[[ Records for the task open ]]

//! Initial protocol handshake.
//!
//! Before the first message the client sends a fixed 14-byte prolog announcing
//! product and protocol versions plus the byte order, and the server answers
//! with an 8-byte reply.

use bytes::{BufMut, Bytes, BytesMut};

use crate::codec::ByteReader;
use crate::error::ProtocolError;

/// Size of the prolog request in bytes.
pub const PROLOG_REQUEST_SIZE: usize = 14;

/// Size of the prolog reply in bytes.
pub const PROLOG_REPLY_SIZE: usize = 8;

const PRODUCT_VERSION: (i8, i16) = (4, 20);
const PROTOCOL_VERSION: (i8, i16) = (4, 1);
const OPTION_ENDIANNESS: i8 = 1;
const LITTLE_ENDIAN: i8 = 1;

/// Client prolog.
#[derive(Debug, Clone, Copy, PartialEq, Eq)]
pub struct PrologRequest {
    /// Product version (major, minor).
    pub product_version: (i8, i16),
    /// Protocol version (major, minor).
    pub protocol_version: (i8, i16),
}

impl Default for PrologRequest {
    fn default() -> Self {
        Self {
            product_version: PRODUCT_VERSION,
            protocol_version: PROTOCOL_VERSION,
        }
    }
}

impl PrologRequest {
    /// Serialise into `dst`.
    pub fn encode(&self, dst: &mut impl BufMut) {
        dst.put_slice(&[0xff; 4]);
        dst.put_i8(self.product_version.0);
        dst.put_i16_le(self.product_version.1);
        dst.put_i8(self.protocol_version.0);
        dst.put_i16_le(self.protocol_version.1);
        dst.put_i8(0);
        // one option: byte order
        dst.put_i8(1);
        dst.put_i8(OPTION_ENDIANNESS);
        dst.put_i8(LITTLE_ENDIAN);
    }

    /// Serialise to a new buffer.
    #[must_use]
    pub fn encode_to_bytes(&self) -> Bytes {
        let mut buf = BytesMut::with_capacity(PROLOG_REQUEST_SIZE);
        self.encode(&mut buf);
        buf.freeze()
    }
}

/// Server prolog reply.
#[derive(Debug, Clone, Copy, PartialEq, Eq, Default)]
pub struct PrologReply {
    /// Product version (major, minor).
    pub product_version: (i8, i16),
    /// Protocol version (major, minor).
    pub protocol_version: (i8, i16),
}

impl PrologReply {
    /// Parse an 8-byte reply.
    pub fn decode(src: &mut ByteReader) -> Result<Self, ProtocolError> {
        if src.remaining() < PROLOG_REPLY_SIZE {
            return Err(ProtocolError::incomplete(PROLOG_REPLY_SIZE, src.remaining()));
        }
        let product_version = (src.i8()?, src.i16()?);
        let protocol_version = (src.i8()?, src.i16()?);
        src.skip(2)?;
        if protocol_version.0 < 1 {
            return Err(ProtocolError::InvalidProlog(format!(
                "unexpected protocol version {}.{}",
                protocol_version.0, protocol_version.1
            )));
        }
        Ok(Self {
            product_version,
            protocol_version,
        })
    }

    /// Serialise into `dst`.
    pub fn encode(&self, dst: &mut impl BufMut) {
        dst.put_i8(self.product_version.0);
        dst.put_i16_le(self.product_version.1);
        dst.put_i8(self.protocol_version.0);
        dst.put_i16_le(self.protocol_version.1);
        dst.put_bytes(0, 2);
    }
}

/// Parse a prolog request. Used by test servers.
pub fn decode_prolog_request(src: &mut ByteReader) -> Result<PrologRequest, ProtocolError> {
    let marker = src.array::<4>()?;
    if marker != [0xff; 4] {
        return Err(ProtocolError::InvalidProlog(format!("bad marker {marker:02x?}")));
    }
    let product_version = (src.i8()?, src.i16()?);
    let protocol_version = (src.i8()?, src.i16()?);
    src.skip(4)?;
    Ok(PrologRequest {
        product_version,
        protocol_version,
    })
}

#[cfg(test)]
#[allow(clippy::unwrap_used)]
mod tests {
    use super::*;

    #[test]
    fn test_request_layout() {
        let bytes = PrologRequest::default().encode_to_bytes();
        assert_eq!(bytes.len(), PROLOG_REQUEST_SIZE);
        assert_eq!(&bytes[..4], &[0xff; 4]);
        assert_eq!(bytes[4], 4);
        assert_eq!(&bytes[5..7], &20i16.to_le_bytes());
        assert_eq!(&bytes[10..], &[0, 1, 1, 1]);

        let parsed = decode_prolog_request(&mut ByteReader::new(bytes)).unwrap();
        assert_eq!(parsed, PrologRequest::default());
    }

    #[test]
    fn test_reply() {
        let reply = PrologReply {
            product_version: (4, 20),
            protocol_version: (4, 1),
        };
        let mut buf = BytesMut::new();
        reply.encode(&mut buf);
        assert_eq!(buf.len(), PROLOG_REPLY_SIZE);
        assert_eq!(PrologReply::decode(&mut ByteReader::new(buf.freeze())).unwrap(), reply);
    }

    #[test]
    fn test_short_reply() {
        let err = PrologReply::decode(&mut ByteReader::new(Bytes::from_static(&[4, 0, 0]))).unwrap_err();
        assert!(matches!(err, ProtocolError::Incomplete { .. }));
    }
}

[[ Records for the task closed ]]
[[ Records for the task open ]]

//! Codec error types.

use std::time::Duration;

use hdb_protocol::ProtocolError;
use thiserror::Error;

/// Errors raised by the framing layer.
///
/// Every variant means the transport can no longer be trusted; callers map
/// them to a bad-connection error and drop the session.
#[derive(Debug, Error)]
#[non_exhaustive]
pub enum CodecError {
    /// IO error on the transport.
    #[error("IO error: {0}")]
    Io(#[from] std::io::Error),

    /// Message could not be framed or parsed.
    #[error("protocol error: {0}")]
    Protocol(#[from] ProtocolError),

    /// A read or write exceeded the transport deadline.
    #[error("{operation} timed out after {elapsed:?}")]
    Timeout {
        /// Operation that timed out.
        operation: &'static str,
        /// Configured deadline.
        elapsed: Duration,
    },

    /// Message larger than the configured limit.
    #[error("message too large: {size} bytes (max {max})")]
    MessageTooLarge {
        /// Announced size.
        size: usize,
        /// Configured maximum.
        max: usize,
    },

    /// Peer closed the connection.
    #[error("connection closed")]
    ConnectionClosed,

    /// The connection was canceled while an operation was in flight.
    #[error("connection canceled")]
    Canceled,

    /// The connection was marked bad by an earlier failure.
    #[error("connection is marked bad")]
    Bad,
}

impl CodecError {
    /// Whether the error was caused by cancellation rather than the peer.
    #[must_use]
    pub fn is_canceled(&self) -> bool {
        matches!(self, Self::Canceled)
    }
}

[[ Records for the task closed ]]
[[ Records for the task open ]]

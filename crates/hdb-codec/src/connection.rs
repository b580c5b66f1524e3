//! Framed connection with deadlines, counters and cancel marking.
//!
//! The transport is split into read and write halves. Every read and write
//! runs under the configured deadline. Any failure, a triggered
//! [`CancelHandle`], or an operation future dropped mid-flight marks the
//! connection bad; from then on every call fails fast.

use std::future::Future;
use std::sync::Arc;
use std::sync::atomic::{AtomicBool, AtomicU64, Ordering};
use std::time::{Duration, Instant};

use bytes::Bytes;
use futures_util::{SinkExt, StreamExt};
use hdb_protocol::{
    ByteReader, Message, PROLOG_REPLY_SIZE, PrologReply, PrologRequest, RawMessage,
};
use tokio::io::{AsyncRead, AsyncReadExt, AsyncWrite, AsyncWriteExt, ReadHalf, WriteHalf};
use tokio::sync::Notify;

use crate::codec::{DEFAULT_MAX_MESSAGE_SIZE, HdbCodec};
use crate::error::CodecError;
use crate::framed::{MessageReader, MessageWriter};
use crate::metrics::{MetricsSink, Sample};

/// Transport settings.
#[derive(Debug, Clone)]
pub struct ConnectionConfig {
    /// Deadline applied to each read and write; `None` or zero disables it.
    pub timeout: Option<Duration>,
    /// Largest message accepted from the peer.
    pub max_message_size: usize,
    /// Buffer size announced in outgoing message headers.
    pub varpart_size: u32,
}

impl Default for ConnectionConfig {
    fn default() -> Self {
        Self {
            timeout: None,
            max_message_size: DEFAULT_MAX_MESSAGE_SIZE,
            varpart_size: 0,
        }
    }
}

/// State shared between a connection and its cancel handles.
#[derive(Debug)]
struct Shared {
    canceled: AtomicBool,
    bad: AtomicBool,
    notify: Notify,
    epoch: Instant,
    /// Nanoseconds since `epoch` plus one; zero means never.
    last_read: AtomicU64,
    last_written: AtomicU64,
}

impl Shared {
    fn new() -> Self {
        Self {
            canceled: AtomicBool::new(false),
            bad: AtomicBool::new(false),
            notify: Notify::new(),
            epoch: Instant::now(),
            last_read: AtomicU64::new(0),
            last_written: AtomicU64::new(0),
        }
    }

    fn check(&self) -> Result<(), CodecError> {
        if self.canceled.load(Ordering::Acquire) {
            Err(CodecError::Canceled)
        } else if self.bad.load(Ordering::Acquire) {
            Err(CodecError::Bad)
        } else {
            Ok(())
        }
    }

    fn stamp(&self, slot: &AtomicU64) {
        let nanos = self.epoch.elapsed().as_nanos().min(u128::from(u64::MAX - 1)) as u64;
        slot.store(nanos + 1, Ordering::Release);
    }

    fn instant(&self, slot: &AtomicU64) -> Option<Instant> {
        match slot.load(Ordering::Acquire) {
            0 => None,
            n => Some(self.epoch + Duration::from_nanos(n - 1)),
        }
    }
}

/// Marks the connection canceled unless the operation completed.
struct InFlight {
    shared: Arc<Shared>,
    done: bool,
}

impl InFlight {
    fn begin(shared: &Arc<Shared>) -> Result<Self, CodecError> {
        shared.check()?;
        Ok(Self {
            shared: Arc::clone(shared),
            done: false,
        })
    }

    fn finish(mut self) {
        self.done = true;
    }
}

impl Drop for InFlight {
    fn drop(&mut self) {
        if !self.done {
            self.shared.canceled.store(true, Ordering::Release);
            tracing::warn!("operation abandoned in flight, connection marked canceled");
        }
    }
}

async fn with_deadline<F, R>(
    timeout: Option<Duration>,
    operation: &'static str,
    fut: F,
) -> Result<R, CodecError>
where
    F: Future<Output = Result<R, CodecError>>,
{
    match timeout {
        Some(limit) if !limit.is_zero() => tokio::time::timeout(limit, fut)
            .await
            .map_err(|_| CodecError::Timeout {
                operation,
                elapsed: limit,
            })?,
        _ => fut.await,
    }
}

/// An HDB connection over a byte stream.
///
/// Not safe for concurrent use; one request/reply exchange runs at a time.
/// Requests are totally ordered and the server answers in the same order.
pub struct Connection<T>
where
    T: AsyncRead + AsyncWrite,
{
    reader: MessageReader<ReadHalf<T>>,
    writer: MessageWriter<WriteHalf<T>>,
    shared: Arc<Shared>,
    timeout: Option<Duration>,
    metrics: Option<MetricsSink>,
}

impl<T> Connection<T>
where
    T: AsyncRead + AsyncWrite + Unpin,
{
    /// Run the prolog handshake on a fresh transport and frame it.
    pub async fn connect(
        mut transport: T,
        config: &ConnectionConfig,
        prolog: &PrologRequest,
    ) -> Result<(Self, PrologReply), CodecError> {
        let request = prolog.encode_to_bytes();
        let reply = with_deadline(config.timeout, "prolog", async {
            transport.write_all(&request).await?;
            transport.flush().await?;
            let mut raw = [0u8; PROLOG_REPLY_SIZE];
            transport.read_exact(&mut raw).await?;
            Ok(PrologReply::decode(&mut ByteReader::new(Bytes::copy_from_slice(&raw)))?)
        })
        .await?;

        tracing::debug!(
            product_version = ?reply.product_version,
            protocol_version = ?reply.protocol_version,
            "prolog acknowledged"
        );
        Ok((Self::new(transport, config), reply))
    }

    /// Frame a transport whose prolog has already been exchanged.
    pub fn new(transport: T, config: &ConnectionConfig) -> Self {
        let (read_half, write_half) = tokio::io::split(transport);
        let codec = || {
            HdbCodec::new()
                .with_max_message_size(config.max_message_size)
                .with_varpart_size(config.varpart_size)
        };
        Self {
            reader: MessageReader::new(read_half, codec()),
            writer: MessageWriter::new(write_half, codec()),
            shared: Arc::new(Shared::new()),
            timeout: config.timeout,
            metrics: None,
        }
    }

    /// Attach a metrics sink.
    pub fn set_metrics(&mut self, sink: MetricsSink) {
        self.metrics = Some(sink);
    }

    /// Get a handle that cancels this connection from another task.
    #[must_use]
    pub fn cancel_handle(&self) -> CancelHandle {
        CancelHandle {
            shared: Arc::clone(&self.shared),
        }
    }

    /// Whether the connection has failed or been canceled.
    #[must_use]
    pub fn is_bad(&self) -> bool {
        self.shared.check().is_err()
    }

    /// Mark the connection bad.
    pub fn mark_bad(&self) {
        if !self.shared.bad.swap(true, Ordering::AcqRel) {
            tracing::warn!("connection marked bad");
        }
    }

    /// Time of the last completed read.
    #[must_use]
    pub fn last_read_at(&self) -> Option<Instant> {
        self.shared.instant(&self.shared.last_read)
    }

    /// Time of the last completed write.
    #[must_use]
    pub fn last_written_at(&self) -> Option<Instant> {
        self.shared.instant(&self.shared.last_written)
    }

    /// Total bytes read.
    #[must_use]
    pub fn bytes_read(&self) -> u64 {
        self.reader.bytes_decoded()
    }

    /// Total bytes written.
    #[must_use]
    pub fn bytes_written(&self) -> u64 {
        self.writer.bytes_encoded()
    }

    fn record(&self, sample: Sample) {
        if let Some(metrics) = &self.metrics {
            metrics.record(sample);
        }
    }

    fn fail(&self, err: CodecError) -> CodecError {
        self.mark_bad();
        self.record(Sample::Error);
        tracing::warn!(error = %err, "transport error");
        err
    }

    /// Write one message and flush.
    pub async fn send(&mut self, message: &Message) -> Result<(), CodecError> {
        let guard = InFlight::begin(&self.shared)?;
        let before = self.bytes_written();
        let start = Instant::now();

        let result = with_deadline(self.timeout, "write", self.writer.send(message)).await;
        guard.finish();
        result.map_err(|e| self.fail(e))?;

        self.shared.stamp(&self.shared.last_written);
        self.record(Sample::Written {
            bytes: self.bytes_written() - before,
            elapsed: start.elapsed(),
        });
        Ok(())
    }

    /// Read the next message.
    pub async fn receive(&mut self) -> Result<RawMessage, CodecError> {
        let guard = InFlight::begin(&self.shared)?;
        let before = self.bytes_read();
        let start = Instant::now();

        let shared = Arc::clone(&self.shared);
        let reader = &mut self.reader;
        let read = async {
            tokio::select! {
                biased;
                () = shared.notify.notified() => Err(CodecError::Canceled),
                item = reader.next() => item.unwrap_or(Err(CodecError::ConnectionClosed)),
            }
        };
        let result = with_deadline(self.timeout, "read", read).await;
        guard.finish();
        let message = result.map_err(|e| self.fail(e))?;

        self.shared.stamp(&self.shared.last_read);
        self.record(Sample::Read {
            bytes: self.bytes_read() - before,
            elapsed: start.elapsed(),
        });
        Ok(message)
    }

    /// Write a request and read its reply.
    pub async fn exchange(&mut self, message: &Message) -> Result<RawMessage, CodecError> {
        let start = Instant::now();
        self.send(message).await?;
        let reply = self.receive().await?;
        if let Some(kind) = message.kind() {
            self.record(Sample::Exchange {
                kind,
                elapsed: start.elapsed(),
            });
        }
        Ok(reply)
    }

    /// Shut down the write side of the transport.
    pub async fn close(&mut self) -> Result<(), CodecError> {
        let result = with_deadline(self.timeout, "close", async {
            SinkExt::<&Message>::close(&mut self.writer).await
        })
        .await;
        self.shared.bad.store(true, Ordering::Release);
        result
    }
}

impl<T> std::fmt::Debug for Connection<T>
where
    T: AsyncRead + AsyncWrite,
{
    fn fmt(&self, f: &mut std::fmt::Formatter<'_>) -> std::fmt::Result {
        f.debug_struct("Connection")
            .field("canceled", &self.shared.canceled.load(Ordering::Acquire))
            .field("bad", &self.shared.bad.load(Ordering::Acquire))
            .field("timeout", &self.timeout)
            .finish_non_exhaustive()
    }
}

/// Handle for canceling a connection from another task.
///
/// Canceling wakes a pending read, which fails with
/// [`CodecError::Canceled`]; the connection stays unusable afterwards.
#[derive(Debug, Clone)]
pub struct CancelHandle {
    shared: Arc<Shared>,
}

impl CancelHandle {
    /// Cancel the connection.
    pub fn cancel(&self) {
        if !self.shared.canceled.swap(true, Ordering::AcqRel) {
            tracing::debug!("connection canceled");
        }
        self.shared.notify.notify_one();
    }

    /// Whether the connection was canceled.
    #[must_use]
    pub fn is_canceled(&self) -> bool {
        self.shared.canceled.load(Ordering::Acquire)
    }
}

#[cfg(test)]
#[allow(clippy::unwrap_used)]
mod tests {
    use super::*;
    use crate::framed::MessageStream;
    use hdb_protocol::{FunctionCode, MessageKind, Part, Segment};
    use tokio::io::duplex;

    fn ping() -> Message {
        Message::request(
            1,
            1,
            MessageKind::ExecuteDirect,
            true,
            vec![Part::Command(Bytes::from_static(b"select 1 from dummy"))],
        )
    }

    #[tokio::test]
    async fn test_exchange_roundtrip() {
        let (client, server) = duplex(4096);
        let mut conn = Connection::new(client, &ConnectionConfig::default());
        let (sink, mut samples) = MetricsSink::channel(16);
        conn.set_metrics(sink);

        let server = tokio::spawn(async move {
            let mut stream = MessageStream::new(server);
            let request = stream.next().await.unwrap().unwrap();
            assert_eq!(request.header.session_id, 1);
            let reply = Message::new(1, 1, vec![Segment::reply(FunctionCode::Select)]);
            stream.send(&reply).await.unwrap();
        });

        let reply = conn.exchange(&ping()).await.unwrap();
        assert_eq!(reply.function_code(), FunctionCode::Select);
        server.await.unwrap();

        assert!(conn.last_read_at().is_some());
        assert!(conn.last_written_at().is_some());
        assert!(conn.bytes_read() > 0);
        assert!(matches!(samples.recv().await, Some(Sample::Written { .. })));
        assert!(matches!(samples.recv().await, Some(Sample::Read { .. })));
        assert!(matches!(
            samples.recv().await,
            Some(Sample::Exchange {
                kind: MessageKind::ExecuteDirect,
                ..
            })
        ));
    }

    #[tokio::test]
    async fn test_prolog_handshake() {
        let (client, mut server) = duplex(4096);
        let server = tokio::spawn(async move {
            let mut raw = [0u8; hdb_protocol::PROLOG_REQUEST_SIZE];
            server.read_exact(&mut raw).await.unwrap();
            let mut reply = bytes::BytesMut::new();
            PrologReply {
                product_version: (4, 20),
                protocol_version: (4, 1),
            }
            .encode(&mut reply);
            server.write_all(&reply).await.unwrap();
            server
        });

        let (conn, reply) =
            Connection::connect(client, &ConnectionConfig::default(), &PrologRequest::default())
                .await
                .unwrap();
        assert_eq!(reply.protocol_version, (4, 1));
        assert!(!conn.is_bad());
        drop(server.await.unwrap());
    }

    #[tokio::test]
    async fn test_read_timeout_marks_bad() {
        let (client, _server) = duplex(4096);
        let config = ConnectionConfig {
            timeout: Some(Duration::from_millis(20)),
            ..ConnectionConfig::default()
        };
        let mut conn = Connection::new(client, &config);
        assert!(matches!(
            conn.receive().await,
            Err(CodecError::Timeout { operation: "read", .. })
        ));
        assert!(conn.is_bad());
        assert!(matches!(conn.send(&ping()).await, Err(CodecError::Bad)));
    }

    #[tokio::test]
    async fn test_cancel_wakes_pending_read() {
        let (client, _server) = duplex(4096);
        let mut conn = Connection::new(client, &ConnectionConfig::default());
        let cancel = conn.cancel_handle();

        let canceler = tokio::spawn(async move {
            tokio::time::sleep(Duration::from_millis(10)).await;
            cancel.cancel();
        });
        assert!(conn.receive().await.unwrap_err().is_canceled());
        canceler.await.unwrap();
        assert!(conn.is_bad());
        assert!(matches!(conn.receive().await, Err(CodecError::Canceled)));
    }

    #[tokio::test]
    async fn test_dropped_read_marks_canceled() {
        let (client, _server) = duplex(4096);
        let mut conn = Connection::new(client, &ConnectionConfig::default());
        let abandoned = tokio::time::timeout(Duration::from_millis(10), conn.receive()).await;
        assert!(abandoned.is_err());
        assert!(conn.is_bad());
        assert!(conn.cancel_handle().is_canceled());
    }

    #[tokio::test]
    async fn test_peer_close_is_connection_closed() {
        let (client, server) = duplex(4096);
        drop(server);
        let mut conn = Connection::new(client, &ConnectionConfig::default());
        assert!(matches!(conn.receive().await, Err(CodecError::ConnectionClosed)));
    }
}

[[ Records for the task closed ]]

_Problem statement_
Above are the entries. Quote exactly the lines from the one bearing "Initial protocol handshake." through the one bearing "impl Default for PrologRequest".

_Output below_
//! Initial protocol handshake.
//!
//! Before the first message the client sends a fixed 14-byte prolog announcing
//! product and protocol versions plus the byte order, and the server answers
//! with an 8-byte reply.

use bytes::{BufMut, Bytes, BytesMut};

use crate::codec::ByteReader;
use crate::error::ProtocolError;

/// Size of the prolog request in bytes.
pub const PROLOG_REQUEST_SIZE: usize = 14;

/// Size of the prolog reply in bytes.
pub const PROLOG_REPLY_SIZE: usize = 8;

const PRODUCT_VERSION: (i8, i16) = (4, 20);
const PROTOCOL_VERSION: (i8, i16) = (4, 1);
const OPTION_ENDIANNESS: i8 = 1;
const LITTLE_ENDIAN: i8 = 1;

/// Client prolog.
#[derive(Debug, Clone, Copy, PartialEq, Eq)]
pub struct PrologRequest {
    /// Product version (major, minor).
    pub product_version: (i8, i16),
    /// Protocol version (major, minor).
    pub protocol_version: (i8, i16),
}

impl Default for PrologRequest {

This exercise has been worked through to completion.